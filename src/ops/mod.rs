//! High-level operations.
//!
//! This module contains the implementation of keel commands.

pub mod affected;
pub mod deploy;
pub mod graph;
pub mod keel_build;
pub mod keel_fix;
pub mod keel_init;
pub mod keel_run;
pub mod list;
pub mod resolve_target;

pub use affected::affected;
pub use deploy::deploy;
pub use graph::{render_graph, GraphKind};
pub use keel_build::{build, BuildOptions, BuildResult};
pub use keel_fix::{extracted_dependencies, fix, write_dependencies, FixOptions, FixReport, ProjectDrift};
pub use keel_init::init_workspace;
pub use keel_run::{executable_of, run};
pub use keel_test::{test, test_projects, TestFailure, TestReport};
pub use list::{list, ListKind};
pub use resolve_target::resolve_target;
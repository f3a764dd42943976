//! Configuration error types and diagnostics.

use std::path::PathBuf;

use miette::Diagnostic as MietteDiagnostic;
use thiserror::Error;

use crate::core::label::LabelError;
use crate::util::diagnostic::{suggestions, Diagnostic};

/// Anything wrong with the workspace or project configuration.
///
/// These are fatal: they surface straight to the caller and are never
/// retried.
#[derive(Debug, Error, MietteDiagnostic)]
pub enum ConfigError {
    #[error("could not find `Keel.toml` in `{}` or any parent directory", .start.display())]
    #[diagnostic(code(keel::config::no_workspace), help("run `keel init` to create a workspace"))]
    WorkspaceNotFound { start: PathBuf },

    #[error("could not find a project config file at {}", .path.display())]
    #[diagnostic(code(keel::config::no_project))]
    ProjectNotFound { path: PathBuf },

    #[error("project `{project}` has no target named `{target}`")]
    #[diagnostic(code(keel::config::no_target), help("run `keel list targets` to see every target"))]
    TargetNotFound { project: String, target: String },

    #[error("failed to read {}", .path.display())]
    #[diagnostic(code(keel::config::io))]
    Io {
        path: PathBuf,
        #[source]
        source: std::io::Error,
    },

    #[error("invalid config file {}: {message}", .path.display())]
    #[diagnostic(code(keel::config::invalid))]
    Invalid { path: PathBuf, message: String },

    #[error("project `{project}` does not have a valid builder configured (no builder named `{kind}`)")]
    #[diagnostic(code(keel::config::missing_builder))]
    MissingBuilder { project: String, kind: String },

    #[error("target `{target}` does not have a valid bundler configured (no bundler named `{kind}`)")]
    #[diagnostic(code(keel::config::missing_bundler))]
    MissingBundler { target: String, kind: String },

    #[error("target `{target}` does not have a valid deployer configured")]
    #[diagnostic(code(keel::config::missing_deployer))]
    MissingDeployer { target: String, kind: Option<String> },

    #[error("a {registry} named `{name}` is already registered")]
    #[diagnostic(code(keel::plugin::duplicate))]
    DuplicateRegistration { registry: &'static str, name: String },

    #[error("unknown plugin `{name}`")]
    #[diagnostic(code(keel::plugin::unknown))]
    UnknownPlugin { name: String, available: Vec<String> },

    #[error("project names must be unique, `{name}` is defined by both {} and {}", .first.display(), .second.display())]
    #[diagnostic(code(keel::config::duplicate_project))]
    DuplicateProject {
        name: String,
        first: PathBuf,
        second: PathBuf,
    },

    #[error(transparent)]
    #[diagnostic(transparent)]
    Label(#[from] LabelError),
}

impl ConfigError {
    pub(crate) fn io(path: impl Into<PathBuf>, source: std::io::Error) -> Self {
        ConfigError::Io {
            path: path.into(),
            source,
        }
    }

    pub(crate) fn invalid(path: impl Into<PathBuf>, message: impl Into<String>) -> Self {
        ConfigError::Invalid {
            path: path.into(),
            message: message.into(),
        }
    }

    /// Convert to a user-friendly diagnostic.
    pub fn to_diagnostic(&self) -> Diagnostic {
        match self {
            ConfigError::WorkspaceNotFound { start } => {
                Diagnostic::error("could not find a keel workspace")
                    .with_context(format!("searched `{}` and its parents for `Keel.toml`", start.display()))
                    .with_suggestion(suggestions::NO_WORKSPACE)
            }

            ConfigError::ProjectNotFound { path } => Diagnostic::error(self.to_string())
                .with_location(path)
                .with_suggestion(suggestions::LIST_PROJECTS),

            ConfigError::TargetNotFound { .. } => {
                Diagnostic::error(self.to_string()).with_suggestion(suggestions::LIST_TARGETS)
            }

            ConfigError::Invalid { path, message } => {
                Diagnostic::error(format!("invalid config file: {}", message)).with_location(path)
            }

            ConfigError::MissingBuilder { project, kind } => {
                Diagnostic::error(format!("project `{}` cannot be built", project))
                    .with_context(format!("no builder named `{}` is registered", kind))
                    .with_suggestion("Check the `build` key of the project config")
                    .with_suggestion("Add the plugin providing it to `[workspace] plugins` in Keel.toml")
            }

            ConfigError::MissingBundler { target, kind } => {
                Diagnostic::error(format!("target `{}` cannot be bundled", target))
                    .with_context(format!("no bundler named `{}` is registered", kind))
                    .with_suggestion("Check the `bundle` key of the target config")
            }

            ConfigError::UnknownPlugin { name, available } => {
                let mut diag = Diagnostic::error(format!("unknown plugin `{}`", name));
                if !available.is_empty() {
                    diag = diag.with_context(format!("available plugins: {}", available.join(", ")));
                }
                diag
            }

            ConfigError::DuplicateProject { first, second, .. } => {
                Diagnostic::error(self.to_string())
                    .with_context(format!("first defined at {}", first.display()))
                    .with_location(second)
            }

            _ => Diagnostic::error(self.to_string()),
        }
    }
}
· · · ·
- EXERCISE -
All of the material is to be retyped verbatim.

- EXERCISE ANSWER -
filename src/ops/mod.rs
//! High-level operations.
//!
//! This module contains the implementation of keel commands.

pub mod affected;
pub mod deploy;
pub mod graph;
pub mod keel_build;
pub mod keel_fix;
pub mod keel_init;
pub mod keel_run;
pub mod list;
pub mod resolve_target;

pub use affected::affected;
pub use deploy::deploy;
pub use graph::{render_graph, GraphKind};
pub use keel_build::{build, BuildOptions, BuildResult};
pub use keel_fix::{extracted_dependencies, fix, write_dependencies, FixOptions, FixReport, ProjectDrift};
pub use keel_init::init_workspace;
pub use keel_run::{executable_of, run};
pub use keel_test::{test, test_projects, TestFailure, TestReport};
pub use list::{list, ListKind};
pub use resolve_target::resolve_target;
repository f3a764dd42943976
//! Configuration error types and diagnostics.

use std::path::PathBuf;

use miette::Diagnostic as MietteDiagnostic;
use thiserror::Error;

use crate::core::label::LabelError;
use crate::util::diagnostic::{suggestions, Diagnostic};

/// Anything wrong with the workspace or project configuration.
///
/// These are fatal: they surface straight to the caller and are never
/// retried.
#[derive(Debug, Error, MietteDiagnostic)]
pub enum ConfigError {
    #[error("could not find `Keel.toml` in `{}` or any parent directory", .start.display())]
    #[diagnostic(code(keel::config::no_workspace), help("run `keel init` to create a workspace"))]
    WorkspaceNotFound { start: PathBuf },

    #[error("could not find a project config file at {}", .path.display())]
    #[diagnostic(code(keel::config::no_project))]
    ProjectNotFound { path: PathBuf },

    #[error("project `{project}` has no target named `{target}`")]
    #[diagnostic(code(keel::config::no_target), help("run `keel list targets` to see every target"))]
    TargetNotFound { project: String, target: String },

    #[error("failed to read {}", .path.display())]
    #[diagnostic(code(keel::config::io))]
    Io {
        path: PathBuf,
        #[source]
        source: std::io::Error,
    },

    #[error("invalid config file {}: {message}", .path.display())]
    #[diagnostic(code(keel::config::invalid))]
    Invalid { path: PathBuf, message: String },

    #[error("project `{project}` does not have a valid builder configured (no builder named `{kind}`)")]
    #[diagnostic(code(keel::config::missing_builder))]
    MissingBuilder { project: String, kind: String },

    #[error("target `{target}` does not have a valid bundler configured (no bundler named `{kind}`)")]
    #[diagnostic(code(keel::config::missing_bundler))]
    MissingBundler { target: String, kind: String },

    #[error("target `{target}` does not have a valid deployer configured")]
    #[diagnostic(code(keel::config::missing_deployer))]
    MissingDeployer { target: String, kind: Option<String> },

    #[error("a {registry} named `{name}` is already registered")]
    #[diagnostic(code(keel::plugin::duplicate))]
    DuplicateRegistration { registry: &'static str, name: String },

    #[error("unknown plugin `{name}`")]
    #[diagnostic(code(keel::plugin::unknown))]
    UnknownPlugin { name: String, available: Vec<String> },

    #[error("project names must be unique, `{name}` is defined by both {} and {}", .first.display(), .second.display())]
    #[diagnostic(code(keel::config::duplicate_project))]
    DuplicateProject {
        name: String,
        first: PathBuf,
        second: PathBuf,
    },

    #[error(transparent)]
    #[diagnostic(transparent)]
    Label(#[from] LabelError),
}

impl ConfigError {
    pub(crate) fn io(path: impl Into<PathBuf>, source: std::io::Error) -> Self {
        ConfigError::Io {
            path: path.into(),
            source,
        }
    }

    pub(crate) fn invalid(path: impl Into<PathBuf>, message: impl Into<String>) -> Self {
        ConfigError::Invalid {
            path: path.into(),
            message: message.into(),
        }
    }

    /// Convert to a user-friendly diagnostic.
    pub fn to_diagnostic(&self) -> Diagnostic {
        match self {
            ConfigError::WorkspaceNotFound { start } => {
                Diagnostic::error("could not find a keel workspace")
                    .with_context(format!("searched `{}` and its parents for `Keel.toml`", start.display()))
                    .with_suggestion(suggestions::NO_WORKSPACE)
            }

            ConfigError::ProjectNotFound { path } => Diagnostic::error(self.to_string())
                .with_location(path)
                .with_suggestion(suggestions::LIST_PROJECTS),

            ConfigError::TargetNotFound { .. } => {
                Diagnostic::error(self.to_string()).with_suggestion(suggestions::LIST_TARGETS)
            }

            ConfigError::Invalid { path, message } => {
                Diagnostic::error(format!("invalid config file: {}", message)).with_location(path)
            }

            ConfigError::MissingBuilder { project, kind } => {
                Diagnostic::error(format!("project `{}` cannot be built", project))
                    .with_context(format!("no builder named `{}` is registered", kind))
                    .with_suggestion("Check the `build` key of the project config")
                    .with_suggestion("Add the plugin providing it to `[workspace] plugins` in Keel.toml")
            }

            ConfigError::MissingBundler { target, kind } => {
                Diagnostic::error(format!("target `{}` cannot be bundled", target))
                    .with_context(format!("no bundler named `{}` is registered", kind))
                    .with_suggestion("Check the `bundle` key of the target config")
            }

            ConfigError::UnknownPlugin { name, available } => {
                let mut diag = Diagnostic::error(format!("unknown plugin `{}`", name));
                if !available.is_empty() {
                    diag = diag.with_context(format!("available plugins: {}", available.join(", ")));
                }
                diag
            }

            ConfigError::DuplicateProject { first, second, .. } => {
                Diagnostic::error(self.to_string())
                    .with_context(format!("first defined at {}", first.display()))
                    .with_location(second)
            }

            _ => Diagnostic::error(self.to_string()),
        }
    }
}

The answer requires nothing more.